>>>>>

use serde::{Deserialize, Serialize};

use crate::app::state::AppState;
use crate::domain::types::Role;
use crate::domain::user::User;
use crate::service::auth_service::LoginResponse;
use crate::service::error::ServiceError;

use super::common::{map_service_error, CommandResult, Reply};

// ==========================================
// 用户/登录 DTO
// ==========================================

#[derive(Debug, Clone, Default, PartialEq, Eq, Serialize, Deserialize)]
pub struct RegisterUserRequest {
    #[serde(default)]
    pub name: String,
    #[serde(default)]
    pub email: String,
    #[serde(default)]
    pub password: String,
}

#[derive(Debug, Clone, Default, PartialEq, Eq, Serialize, Deserialize)]
pub struct LoginRequest {
    #[serde(default)]
    pub email: String,
    #[serde(default)]
    pub password: String,
}

/// 注册成功返回的用户 (不含口令哈希)
#[derive(Debug, Clone, PartialEq, Eq, Serialize, Deserialize)]
pub struct UserCreatedResponse {
    pub id: i64,
    pub name: String,
    pub email: String,
    pub role: Role,
}

impl From<User> for UserCreatedResponse {
    fn from(u: User) -> Self {
        Self {
            id: u.id,
            name: u.name,
            email: u.email,
            role: u.role,
        }
    }
}

// ==========================================
// 用户相关命令
// ==========================================

/// 自助注册 (公开,角色固定为 viewer)
pub fn register_user(
    state: &AppState,
    request: RegisterUserRequest,
) -> CommandResult<UserCreatedResponse> {
    let user = state
        .user_service
        .register(&request.name, &request.email, &request.password)
        .map_err(map_service_error)?;

    Ok(Reply::created(user.into()))
}

/// 登录 (公开)
pub fn login(state: &AppState, request: LoginRequest) -> CommandResult<LoginResponse> {
    if request.email.trim().is_empty() || request.password.is_empty() {
        return Err(map_service_error(ServiceError::validation(
            "email 和 password 不能为空",
        )));
    }

    let response = state
        .auth_service
        .login(&request.email, &request.password)
        .map_err(map_service_error)?;

    Ok(Reply::ok(response))
}
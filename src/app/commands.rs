// ==========================================
// 固件发布记录系统 - 命令边界 (按域拆分)
// ==========================================
// 职责: 传输无关的命令入口,连接调用方与业务服务
// 顺序: 身份 → 角色 → 载荷校验 → 服务
// ==========================================

mod common;
mod release;
mod user;

pub use common::{CommandResult, ErrorResponse, Reply};
pub use release::*;
pub use user::*;
// ==========================================
// 固件发布记录系统 - 口令哈希
// ==========================================
// 算法: argon2id,存储为 PHC 字符串
// ==========================================

use argon2::password_hash::rand_core::OsRng;
use argon2::password_hash::{PasswordHash, PasswordHasher, PasswordVerifier, SaltString};
use argon2::Argon2;

use crate::service::error::{ServiceError, ServiceResult};

/// 对明文口令做 argon2id 哈希
pub fn hash_password(password: &str) -> ServiceResult<String> {
    let salt = SaltString::generate(&mut OsRng);
    Argon2::default()
        .hash_password(password.as_bytes(), &salt)
        .map(|h| h.to_string())
        .map_err(|e| ServiceError::InternalError(format!("口令哈希失败: {}", e)))
}

/// 校验明文口令与存储的哈希是否匹配
///
/// 存储值无法解析时视为不匹配
pub fn verify_password(password: &str, hash: &str) -> bool {
    match PasswordHash::new(hash) {
        Ok(parsed) => Argon2::default()
            .verify_password(password.as_bytes(), &parsed)
            .is_ok(),
        Err(_) => false,
    }
}

#[cfg(test)]
mod tests {
    use super::*;

    #[test]
    fn test_hash_then_verify() {
        let hash = hash_password("s3nha-forte").unwrap();
        assert!(hash.starts_with("$argon2id$"));
        assert!(verify_password("s3nha-forte", &hash));
        assert!(!verify_password("s3nha-fraca", &hash));
    }

    #[test]
    fn test_salts_differ() {
        let a = hash_password("same").unwrap();
        let b = hash_password("same").unwrap();
        assert_ne!(a, b);
    }

    #[test]
    fn test_garbage_hash_never_matches() {
        assert!(!verify_password("anything", "not-a-phc-string"));
        assert!(!verify_password("", ""));
    }
}
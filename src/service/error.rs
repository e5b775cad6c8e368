// ==========================================
// 固件发布记录系统 - 服务层错误类型
// ==========================================
// 职责: 统一业务错误分类,转换 Repository 错误
// 分类: 校验失败 / 未找到 / 约束冲突 / 未认证 / 无权限 / 存储 / 内部
// ==========================================

use crate::domain::types::UnknownVariant;
use crate::repository::error::RepositoryError;
use thiserror::Error;

/// 服务层错误类型
#[derive(Error, Debug)]
pub enum ServiceError {
    // ===== 调用方可见 (4xx) =====
    #[error("数据验证失败: {0}")]
    ValidationError(String),

    #[error("资源未找到: {0}")]
    NotFound(String),

    #[error("约束冲突: {0}")]
    ConstraintViolation(String),

    #[error("未认证: {0}")]
    Unauthorized(String),

    #[error("无权限: {0}")]
    Forbidden(String),

    // ===== 服务端 (5xx) =====
    #[error("数据库错误: {0}")]
    DatabaseError(String),

    #[error("内部错误: {0}")]
    InternalError(String),
}

impl ServiceError {
    pub fn validation(msg: impl Into<String>) -> Self {
        ServiceError::ValidationError(msg.into())
    }

    pub fn unauthorized(msg: impl Into<String>) -> Self {
        ServiceError::Unauthorized(msg.into())
    }

    pub fn forbidden(msg: impl Into<String>) -> Self {
        ServiceError::Forbidden(msg.into())
    }
}

// ==========================================
// 从 RepositoryError 转换
// ==========================================
// 唯一/外键冲突 → ConstraintViolation; 行不存在 → NotFound; 其余原样作为存储错误
impl From<RepositoryError> for ServiceError {
    fn from(err: RepositoryError) -> Self {
        match err {
            RepositoryError::NotFound { entity, id } => {
                ServiceError::NotFound(format!("{}(id={})", entity, id))
            }
            RepositoryError::UniqueConstraintViolation(msg) => {
                ServiceError::ConstraintViolation(msg)
            }
            RepositoryError::ForeignKeyViolation(msg) => ServiceError::ConstraintViolation(msg),
            RepositoryError::DatabaseQueryError(msg) => ServiceError::DatabaseError(msg),
            RepositoryError::LockError(msg) => ServiceError::InternalError(msg),
        }
    }
}

impl From<UnknownVariant> for ServiceError {
    fn from(err: UnknownVariant) -> Self {
        ServiceError::ValidationError(err.to_string())
    }
}

/// Result 类型别名
pub type ServiceResult<T> = Result<T, ServiceError>;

<<<<<

- [What needs to be done]:
Report every line from the material above that mentions the word "OsRng".

- [Solution to the exercise]:
use argon2::password_hash::rand_core::OsRng;
    let salt = SaltString::generate(&mut OsRng);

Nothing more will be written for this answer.